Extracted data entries
--*--

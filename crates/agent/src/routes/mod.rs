//! HTTP route handlers for the query console.
//!
//! # Route Structure
//!
//! ```text
//! GET  /         - Query console page
//! POST /query    - Translate a question and run the generated SQL
//! GET  /tables   - Row counts for the demo tables
//! ```

pub mod console;
pub mod tables;

use axum::{
    Router,
    routing::{get, post},
};

use crate::state::AppState;

/// Create the console router.
pub fn routes() -> Router<AppState> {
    Router::new()
        .route("/", get(console::console_page))
        .route("/query", post(console::run_query))
        .route("/tables", get(tables::tables_page))
}
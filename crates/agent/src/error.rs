//! Unified error handling for the agent's HTTP surface.
//!
//! Pipeline failures (translation and execution errors) are rendered inline
//! by the console page and never reach this type. `AppError` covers the
//! infrastructure paths where a handler genuinely cannot produce a page.

use axum::http::StatusCode;
use axum::response::{IntoResponse, Response};
use thiserror::Error;

/// Application error type for route handlers.
#[derive(Debug, Error)]
pub enum AppError {
    /// Database operation failed.
    #[error("Database error: {0}")]
    Database(#[from] sqlx::Error),

    /// Internal error.
    #[error("Internal error: {0}")]
    Internal(String),
}

impl AppError {
    /// HTTP status code for this error.
    #[must_use]
    pub const fn status_code(&self) -> StatusCode {
        match self {
            Self::Database(_) | Self::Internal(_) => StatusCode::INTERNAL_SERVER_ERROR,
        }
    }
}

impl IntoResponse for AppError {
    fn into_response(self) -> Response {
        let status = self.status_code();

        tracing::error!(error = %self, "request failed");
        sentry::capture_error(&self);

        // Never leak internals to the client.
        (status, "Internal server error").into_response()
    }
}

/// Convenience alias for handler results.
pub type Result<T> = std::result::Result<T, AppError>;
//! End-to-end tests for store database seeding.
//!
//! Each test seeds a fresh in-memory database and inspects the result with
//! plain SQL, the way a classroom user would inspect the file.

use datascout_integration_tests::seeded_store_pool;
use datascout_seeder::db::table_counts;
use datascout_seeder::schema::STORE_TABLES;

// =============================================================================
// Row Count Tests
// =============================================================================

#[tokio::test]
async fn test_all_store_tables_hit_their_row_targets() {
    let pool = seeded_store_pool(70, 42).await;

    let counts = table_counts(&pool).await.expect("counts");
    assert_eq!(counts.len(), STORE_TABLES.len());

    for count in &counts {
        // The category name pool holds ten distinct values; every other table
        // gets one row per generated entity.
        let target = if count.table == "Categories" { 10 } else { 70 };
        assert_eq!(count.rows, target, "table {}", count.table);
    }
}

#[tokio::test]
async fn test_custom_row_count_is_respected() {
    let pool = seeded_store_pool(25, 7).await;

    let counts = table_counts(&pool).await.expect("counts");
    for count in &counts {
        assert!(count.rows <= 25, "table {}", count.table);
    }

    let (orders,): (i64,) = sqlx::query_as("SELECT COUNT(*) FROM Orders")
        .fetch_one(&pool)
        .await
        .expect("count");
    assert_eq!(orders, 25);
}

// =============================================================================
// Reference Range Tests
// =============================================================================

#[tokio::test]
async fn test_foreign_key_columns_stay_within_generated_id_ranges() {
    let pool = seeded_store_pool(70, 42).await;

    let checks = [
        ("SELECT MIN(CategoryID), MAX(CategoryID) FROM Products", 10),
        ("SELECT MIN(CustomerID), MAX(CustomerID) FROM Orders", 70),
        ("SELECT MIN(OrderID), MAX(OrderID) FROM OrderDetails", 70),
        ("SELECT MIN(ProductID), MAX(ProductID) FROM OrderDetails", 70),
        ("SELECT MIN(CustomerID), MAX(CustomerID) FROM Reviews", 70),
        ("SELECT MIN(ProductID), MAX(ProductID) FROM Reviews", 70),
    ];

    for (sql, upper) in checks {
        let (min, max): (i64, i64) = sqlx::query_as(sql)
            .fetch_one(&pool)
            .await
            .expect("range query");
        assert!(min >= 1, "{sql}");
        assert!(max <= upper, "{sql}");
    }
}

#[tokio::test]
async fn test_dangling_references_are_accepted() {
    let pool = seeded_store_pool(70, 42).await;

    // References are not enforced; a row pointing at a missing order must
    // insert cleanly.
    sqlx::query("INSERT INTO OrderDetails (OrderID, ProductID, Quantity) VALUES (9999, 9999, 1)")
        .execute(&pool)
        .await
        .expect("dangling insert accepted");
}

// =============================================================================
// Value Tests
// =============================================================================

#[tokio::test]
async fn test_payment_amounts_mirror_order_totals() {
    let pool = seeded_store_pool(70, 42).await;

    // The i-th payment reuses the i-th order's total; its OrderID is drawn
    // independently and may point anywhere.
    let amounts: Vec<(f64,)> = sqlx::query_as("SELECT Amount FROM Payments ORDER BY PaymentID")
        .fetch_all(&pool)
        .await
        .expect("amounts");
    let totals: Vec<(f64,)> = sqlx::query_as("SELECT TotalAmount FROM Orders ORDER BY OrderID")
        .fetch_all(&pool)
        .await
        .expect("totals");
    assert_eq!(amounts, totals);
}

#[tokio::test]
async fn test_dates_fall_inside_the_ninety_day_window() {
    let pool = seeded_store_pool(70, 42).await;

    // ISO dates compare correctly as strings.
    for table in ["Orders", "Payments"] {
        let column = if table == "Orders" {
            "OrderDate"
        } else {
            "PaymentDate"
        };
        let (min, max): (String, String) =
            sqlx::query_as(&format!("SELECT MIN({column}), MAX({column}) FROM {table}"))
                .fetch_one(&pool)
                .await
                .expect("date range");
        assert!(min.as_str() >= "2024-01-02", "{table}: {min}");
        assert!(max.as_str() <= "2024-03-31", "{table}: {max}");
    }
}

#[tokio::test]
async fn test_review_ratings_satisfy_the_check_constraint() {
    let pool = seeded_store_pool(70, 42).await;

    let (out_of_range,): (i64,) =
        sqlx::query_as("SELECT COUNT(*) FROM Reviews WHERE Rating < 1 OR Rating > 5")
            .fetch_one(&pool)
            .await
            .expect("count");
    assert_eq!(out_of_range, 0);
}

// =============================================================================
// Determinism Tests
// =============================================================================

#[tokio::test]
async fn test_identical_seeds_produce_identical_data() {
    let first = seeded_store_pool(70, 99).await;
    let second = seeded_store_pool(70, 99).await;

    let emails = "SELECT Email FROM Customers ORDER BY CustomerID";
    let a: Vec<(String,)> = sqlx::query_as(emails)
        .fetch_all(&first)
        .await
        .expect("emails");
    let b: Vec<(String,)> = sqlx::query_as(emails)
        .fetch_all(&second)
        .await
        .expect("emails");
    assert_eq!(a, b);

    let totals = "SELECT TotalAmount FROM Orders ORDER BY OrderID";
    let a: Vec<(f64,)> = sqlx::query_as(totals)
        .fetch_all(&first)
        .await
        .expect("totals");
    let b: Vec<(f64,)> = sqlx::query_as(totals)
        .fetch_all(&second)
        .await
        .expect("totals");
    assert_eq!(a, b);
}
//! SQLite connection handling.
//!
//! Both the store and the demo database are single files opened through one
//! pooled connection. The seeder runs in a single pass over that connection
//! and commits once at the end.

use sqlx::SqlitePool;
use sqlx::sqlite::{SqliteConnectOptions, SqlitePoolOptions};

/// Create a SQLite connection pool for a database file.
///
/// The file is created if missing. The pool is capped at one connection to
/// match the single-connection lifecycle of the scripts this replaces, and so
/// `:memory:` databases keep their contents across queries in tests.
///
/// The `foreign_keys` pragma is turned off: sqlx enables it by default, but
/// the generated data relies on unchecked references (see [`crate::generate`]).
///
/// # Errors
///
/// Returns `sqlx::Error` if the database file cannot be opened or created.
pub async fn create_pool(path: &str) -> Result<SqlitePool, sqlx::Error> {
    let options = SqliteConnectOptions::new()
        .filename(path)
        .create_if_missing(true)
        .foreign_keys(false);

    SqlitePoolOptions::new()
        .max_connections(1)
        .connect_with(options)
        .await
}

/// Per-table row count, as reported by [`table_counts`].
#[derive(Debug, Clone, PartialEq, Eq)]
pub struct TableCount {
    /// Table name from `sqlite_master`.
    pub table: String,
    /// Number of rows currently in the table.
    pub rows: i64,
}

/// Count the rows of every user table in the database.
///
/// # Errors
///
/// Returns `sqlx::Error` if any query fails.
pub async fn table_counts(pool: &SqlitePool) -> Result<Vec<TableCount>, sqlx::Error> {
    let tables: Vec<(String,)> = sqlx::query_as(
        "SELECT name FROM sqlite_master \
         WHERE type = 'table' AND name NOT LIKE 'sqlite_%' \
         ORDER BY name",
    )
    .fetch_all(pool)
    .await?;

    let mut counts = Vec::with_capacity(tables.len());
    for (table,) in tables {
        // Table names come from sqlite_master, not from user input.
        let (rows,): (i64,) = sqlx::query_as(&format!("SELECT COUNT(*) FROM \"{table}\""))
            .fetch_one(pool)
            .await?;
        counts.push(TableCount { table, rows });
    }

    Ok(counts)
}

--*--

Gather all lines of the records that include the word "agent".

filename crates/agent/src/routes/mod.rs
filename crates/agent/src/error.rs
//! Unified error handling for the agent's HTTP surface.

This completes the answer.